Exercise 29: The FTC Amazon Dark Patterns Case Research the FTC and DOJ lawsuit against Amazon over Prime subscription dark patterns (filed 2023). Summarize: What specific dark patterns were alleged? What legal theory was the basis for the complaint? What relief did the FTC seek? What does this case reveal about the FTC's approach to dark pattern enforcement and its limits?
Exercise 30: International Regulatory Scan Research platform-specific regulation in three non-EU, non-US countries: Australia, Canada, and one country in the Global South of your choice. For each: What regulation has been enacted or proposed? What is its primary focus? What enforcement experience exists? What does the diversity of approaches suggest about the political and cultural determinants of regulatory philosophy?
Discussion and Group Exercises
Exercise 31: Regulatory Philosophy Debate Divide into three groups representing the EU precautionary principle approach, the US speech-protective approach, and a critics' position arguing both approaches miss the fundamental economic restructuring needed. Each group presents the strongest version of their position and then responds to the others. What areas of genuine disagreement emerge?
Exercise 32: Mock Regulatory Proceeding Role-play a regulatory proceeding on dark pattern prohibition. Assign roles: FTC or European Commission regulator, major platform company (represented by its lawyers), consumer protection advocate, civil liberties organization, mental health researcher, advertising industry representative. Each presents their perspective on a proposed dark pattern prohibition rule. What tensions emerge?
Exercise 33: The Velocity Media Regulatory Analysis Based on Dr. Aisha Johnson's audit findings at Velocity Media (described throughout Part VI), identify the specific practices documented in the audit and analyze: Which are prohibited or regulated under existing law? Which fall in regulatory gaps? What new regulation would address the gaps? Present your analysis as a regulatory impact assessment.
Exercise 34: The Lobbying Response Research the lobbying spending of major technology companies on platform-related legislation. How much have Meta, Google, Amazon, and Apple spent on lobbying in recent years? What specific legislative proposals have they opposed? What does this spending pattern reveal about the political economy of platform regulation? Discuss: What counterweights to industry lobbying exist?
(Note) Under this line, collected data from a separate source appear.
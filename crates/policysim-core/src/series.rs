//! Generic chart series
//!
//! Rendering surfaces (terminal tables, web charts) consume one format:
//! a labelled list of `(x, y)` points. Previews and engine results are
//! converted here so no surface needs to know either model.

use serde::Serialize;

use crate::model::{ComparisonResult, Timeline};
use crate::preview::PreviewSeries;

/// One chart point
#[derive(Debug, Clone, Copy, PartialEq, Serialize)]
pub struct SeriesPoint {
    /// Year index
    pub x: f64,
    /// Metric value
    pub y: f64,
}

/// A labelled series of points, ordered by `x`
#[derive(Debug, Clone, PartialEq, Serialize)]
pub struct ChartSeries {
    /// Legend label
    pub label: String,
    /// Points, ordered by `x`
    pub points: Vec<SeriesPoint>,
}

/// Timeline metric that can be charted
#[derive(Debug, Clone, Copy, PartialEq, Eq)]
pub enum TimelineMetric {
    /// Pay gap, in percent
    PayGap,
    /// Employment ratio
    EmploymentRatio,
    /// Share of women in leadership
    FemaleLeadership,
    /// Cumulative budget spent
    BudgetSpent,
}

impl TimelineMetric {
    /// Every metric, in display order
    pub const ALL: [TimelineMetric; 4] = [
        TimelineMetric::PayGap,
        TimelineMetric::EmploymentRatio,
        TimelineMetric::FemaleLeadership,
        TimelineMetric::BudgetSpent,
    ];

    /// Axis label
    pub fn label(self) -> &'static str {
        match self {
            Self::PayGap => "Pay gap (%)",
            Self::EmploymentRatio => "Employment ratio",
            Self::FemaleLeadership => "Women in leadership (%)",
            Self::BudgetSpent => "Budget spent",
        }
    }
}

impl ChartSeries {
    /// Series with the given label and points
    pub fn new(label: impl Into<String>, points: Vec<SeriesPoint>) -> Self {
        Self {
            label: label.into(),
            points,
        }
    }

    /// Preview pay gap trajectory
    pub fn from_preview(preview: &PreviewSeries) -> Self {
        let points = preview
            .points()
            .iter()
            .map(|p| SeriesPoint {
                x: f64::from(p.year),
                y: p.pay_gap,
            })
            .collect();
        Self::new("Preview pay gap (%)", points)
    }

    /// One metric of an engine timeline.
    ///
    /// Years for which the engine did not report the metric are skipped.
    pub fn from_timeline(timeline: &Timeline, metric: TimelineMetric) -> Self {
        let points = timeline
            .points()
            .iter()
            .filter_map(|p| {
                let y = match metric {
                    TimelineMetric::PayGap => Some(p.pay_gap),
                    TimelineMetric::EmploymentRatio => p.employment_ratio,
                    TimelineMetric::FemaleLeadership => p.leadership.map(|l| l.female),
                    TimelineMetric::BudgetSpent => p.budget_spent,
                }?;
                Some(SeriesPoint {
                    x: f64::from(p.year),
                    y,
                })
            })
            .collect();
        Self::new(metric.label(), points)
    }

    /// Side-by-side series for both policies of a comparison, labelled by
    /// policy name.
    pub fn comparison_pair(result: &ComparisonResult, metric: TimelineMetric) -> [ChartSeries; 2] {
        [result.a(), result.b()].map(|side| {
            let mut series = Self::from_timeline(side.timeline(), metric);
            series.label = format!("{} - {}", side.policy().name(), metric.label());
            series
        })
    }

    /// X values
    pub fn xs(&self) -> Vec<f64> {
        self.points.iter().map(|p| p.x).collect()
    }

    /// Y values
    pub fn ys(&self) -> Vec<f64> {
        self.points.iter().map(|p| p.y).collect()
    }

    /// Whether there is nothing to draw
    pub fn is_empty(&self) -> bool {
        self.points.is_empty()
    }
}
Exercise 35: Designing Effective Regulation Drawing on the full analysis of this chapter, design a comprehensive platform regulation framework for a hypothetical democracy. Your framework should: define regulated entities, specify the primary harms to be addressed, identify the mechanisms for each harm, specify enforcement institutions and penalties, address the First Amendment analog (how to regulate content-adjacent practices without suppressing speech), and build in adaptation mechanisms. Present and defend your framework to the class.